[Stored items]

************

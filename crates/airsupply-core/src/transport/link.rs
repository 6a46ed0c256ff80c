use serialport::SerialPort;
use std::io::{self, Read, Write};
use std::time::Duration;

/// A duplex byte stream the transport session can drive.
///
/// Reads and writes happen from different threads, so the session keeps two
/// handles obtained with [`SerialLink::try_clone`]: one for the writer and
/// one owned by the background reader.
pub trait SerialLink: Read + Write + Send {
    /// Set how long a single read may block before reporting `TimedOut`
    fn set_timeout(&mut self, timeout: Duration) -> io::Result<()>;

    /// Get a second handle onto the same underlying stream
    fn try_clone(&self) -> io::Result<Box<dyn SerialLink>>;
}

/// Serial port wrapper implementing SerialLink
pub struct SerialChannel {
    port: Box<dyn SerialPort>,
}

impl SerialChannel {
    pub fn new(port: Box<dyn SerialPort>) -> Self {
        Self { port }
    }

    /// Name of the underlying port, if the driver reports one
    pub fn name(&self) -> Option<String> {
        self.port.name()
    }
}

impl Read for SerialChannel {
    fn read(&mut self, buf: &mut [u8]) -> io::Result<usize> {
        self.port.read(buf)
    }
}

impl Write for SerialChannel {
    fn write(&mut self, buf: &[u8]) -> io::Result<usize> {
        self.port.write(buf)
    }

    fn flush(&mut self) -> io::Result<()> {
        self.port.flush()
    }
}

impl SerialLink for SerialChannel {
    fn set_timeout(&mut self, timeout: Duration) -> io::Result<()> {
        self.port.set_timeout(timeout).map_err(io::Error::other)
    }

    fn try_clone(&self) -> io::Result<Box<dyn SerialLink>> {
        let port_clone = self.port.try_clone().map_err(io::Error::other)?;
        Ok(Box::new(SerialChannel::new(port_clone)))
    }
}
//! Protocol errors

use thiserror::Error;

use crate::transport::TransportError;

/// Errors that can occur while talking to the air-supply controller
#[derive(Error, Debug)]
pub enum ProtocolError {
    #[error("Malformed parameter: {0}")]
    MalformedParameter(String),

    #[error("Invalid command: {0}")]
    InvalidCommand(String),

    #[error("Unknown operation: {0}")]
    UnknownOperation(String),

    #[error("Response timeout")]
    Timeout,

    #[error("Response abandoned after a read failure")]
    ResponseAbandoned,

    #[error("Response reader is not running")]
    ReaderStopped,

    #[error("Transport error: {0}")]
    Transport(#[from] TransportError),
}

************

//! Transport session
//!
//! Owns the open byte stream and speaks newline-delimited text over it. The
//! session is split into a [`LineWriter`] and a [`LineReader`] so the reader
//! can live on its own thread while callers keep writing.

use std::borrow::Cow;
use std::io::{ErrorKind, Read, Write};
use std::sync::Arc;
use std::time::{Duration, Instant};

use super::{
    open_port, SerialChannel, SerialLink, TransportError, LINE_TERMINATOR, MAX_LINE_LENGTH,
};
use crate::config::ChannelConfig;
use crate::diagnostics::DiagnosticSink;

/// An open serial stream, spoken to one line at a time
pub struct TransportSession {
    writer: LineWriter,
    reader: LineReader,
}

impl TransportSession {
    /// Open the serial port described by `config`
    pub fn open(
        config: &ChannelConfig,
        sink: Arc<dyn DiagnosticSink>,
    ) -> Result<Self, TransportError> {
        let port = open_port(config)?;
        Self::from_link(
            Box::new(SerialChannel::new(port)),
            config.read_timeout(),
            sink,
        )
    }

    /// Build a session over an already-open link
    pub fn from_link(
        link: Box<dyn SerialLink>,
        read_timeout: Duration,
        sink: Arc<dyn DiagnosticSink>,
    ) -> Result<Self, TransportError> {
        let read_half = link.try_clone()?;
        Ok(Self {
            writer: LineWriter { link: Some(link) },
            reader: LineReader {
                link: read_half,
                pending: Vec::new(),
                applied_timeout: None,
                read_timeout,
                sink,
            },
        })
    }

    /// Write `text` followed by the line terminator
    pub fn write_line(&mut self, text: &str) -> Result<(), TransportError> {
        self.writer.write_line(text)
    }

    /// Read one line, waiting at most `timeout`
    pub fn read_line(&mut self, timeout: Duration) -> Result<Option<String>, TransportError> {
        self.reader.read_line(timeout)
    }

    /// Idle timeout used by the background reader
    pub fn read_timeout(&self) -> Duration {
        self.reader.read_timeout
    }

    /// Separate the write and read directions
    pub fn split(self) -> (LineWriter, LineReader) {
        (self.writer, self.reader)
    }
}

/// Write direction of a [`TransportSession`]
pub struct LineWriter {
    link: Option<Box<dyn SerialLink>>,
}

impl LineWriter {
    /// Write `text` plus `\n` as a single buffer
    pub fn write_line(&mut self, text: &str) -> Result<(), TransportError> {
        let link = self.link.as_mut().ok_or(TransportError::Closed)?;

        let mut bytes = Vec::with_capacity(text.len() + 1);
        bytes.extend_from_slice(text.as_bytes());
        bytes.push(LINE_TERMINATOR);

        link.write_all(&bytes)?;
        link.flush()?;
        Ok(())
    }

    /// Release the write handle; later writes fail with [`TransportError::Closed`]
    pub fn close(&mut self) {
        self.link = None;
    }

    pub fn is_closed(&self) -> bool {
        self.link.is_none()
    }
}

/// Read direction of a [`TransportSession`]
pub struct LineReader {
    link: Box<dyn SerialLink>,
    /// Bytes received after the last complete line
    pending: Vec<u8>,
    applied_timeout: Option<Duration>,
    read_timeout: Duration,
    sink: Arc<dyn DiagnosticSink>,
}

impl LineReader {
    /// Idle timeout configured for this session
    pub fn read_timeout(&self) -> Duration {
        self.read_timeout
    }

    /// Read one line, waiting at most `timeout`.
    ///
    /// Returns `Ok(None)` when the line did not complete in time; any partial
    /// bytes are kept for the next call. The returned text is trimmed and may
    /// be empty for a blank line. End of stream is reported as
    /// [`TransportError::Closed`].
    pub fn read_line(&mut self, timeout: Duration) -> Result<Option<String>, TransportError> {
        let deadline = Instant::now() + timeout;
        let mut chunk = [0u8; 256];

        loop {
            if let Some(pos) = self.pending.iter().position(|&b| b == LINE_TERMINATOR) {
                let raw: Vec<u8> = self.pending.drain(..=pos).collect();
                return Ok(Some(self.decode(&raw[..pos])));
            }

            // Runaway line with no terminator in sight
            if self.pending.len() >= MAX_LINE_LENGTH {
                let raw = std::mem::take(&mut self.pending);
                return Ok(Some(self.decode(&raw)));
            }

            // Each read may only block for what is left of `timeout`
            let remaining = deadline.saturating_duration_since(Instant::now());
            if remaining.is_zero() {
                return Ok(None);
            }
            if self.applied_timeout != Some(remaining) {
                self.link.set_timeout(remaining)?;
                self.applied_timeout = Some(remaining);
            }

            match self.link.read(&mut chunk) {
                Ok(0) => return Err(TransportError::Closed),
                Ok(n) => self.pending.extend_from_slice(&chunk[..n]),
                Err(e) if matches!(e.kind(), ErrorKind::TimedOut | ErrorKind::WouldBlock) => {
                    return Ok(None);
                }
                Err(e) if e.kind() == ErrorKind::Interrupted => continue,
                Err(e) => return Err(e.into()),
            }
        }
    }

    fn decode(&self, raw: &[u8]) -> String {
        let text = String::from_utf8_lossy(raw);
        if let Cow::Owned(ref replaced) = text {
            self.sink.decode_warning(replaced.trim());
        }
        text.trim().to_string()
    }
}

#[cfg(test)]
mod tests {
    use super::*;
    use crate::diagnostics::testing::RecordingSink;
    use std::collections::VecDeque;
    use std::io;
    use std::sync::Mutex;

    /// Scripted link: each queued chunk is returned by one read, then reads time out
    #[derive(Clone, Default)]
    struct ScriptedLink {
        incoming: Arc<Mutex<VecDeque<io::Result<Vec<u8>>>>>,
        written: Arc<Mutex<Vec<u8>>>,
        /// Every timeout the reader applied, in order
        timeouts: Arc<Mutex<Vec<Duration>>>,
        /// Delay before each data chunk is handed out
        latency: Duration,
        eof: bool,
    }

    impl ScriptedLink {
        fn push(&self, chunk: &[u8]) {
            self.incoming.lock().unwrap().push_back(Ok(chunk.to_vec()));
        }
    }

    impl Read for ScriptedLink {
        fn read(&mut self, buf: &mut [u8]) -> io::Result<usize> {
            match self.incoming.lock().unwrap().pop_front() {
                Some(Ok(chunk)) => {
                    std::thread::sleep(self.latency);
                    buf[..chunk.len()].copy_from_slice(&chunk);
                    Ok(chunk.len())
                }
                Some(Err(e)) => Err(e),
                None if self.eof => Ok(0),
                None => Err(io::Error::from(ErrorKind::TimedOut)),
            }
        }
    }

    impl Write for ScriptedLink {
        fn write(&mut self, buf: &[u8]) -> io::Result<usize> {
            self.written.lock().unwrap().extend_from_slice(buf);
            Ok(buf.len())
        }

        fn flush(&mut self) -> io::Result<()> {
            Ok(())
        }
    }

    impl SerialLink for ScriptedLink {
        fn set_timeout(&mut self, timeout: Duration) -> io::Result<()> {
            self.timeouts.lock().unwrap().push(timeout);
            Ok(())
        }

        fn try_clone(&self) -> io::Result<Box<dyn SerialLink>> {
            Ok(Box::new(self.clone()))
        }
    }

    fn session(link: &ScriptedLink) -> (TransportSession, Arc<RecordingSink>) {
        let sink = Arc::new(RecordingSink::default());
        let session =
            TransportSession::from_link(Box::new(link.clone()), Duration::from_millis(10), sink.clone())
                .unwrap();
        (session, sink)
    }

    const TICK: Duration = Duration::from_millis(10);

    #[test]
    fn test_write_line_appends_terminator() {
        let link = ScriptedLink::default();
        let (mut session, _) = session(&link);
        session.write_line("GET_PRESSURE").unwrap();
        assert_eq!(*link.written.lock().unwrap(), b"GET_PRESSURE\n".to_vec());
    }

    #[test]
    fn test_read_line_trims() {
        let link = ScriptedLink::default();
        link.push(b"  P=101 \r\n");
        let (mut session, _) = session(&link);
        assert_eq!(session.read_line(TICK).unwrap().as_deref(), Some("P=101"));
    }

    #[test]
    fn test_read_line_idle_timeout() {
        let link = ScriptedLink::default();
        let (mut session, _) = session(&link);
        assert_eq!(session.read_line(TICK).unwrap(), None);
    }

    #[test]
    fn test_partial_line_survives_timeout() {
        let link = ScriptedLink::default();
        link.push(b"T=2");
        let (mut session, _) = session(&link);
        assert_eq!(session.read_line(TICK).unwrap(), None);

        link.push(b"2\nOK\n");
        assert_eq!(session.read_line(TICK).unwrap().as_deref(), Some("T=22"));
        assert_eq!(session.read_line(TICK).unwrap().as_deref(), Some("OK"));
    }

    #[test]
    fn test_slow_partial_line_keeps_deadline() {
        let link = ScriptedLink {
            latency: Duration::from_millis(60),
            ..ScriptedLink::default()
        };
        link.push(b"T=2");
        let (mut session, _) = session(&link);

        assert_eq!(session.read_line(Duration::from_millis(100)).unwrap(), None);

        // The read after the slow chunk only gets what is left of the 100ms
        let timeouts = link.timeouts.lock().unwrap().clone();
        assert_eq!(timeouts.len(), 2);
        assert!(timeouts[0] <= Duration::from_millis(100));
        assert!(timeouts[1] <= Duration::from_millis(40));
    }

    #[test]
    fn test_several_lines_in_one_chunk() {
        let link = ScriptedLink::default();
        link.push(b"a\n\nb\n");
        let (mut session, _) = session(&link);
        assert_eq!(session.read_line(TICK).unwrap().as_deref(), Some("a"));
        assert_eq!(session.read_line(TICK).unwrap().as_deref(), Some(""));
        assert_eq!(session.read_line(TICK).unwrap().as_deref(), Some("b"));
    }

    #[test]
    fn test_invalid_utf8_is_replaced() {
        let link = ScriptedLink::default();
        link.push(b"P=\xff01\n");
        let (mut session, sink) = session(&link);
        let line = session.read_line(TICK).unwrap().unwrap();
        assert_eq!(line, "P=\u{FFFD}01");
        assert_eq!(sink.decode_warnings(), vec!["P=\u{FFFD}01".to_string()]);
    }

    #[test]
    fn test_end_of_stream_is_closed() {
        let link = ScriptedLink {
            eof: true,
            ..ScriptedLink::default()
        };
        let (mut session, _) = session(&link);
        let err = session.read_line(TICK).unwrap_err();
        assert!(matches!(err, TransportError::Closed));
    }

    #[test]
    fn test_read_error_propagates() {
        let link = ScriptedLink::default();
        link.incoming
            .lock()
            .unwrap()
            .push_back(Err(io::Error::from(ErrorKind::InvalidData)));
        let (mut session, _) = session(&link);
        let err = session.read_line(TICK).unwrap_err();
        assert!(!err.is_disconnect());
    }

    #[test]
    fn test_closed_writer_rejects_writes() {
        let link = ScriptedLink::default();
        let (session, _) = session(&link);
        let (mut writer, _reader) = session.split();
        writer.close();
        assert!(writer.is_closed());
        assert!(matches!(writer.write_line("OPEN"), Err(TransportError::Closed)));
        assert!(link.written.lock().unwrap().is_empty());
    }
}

************

REQUIRED ACTION. When a line of the records has the word "returned", pick it out and copy it.

RESPONSE TO THIS EXERCISE.
    /// bytes are kept for the next call. The returned text is trimmed and may
    /// Scripted link: each queued chunk is returned by one read, then reads time out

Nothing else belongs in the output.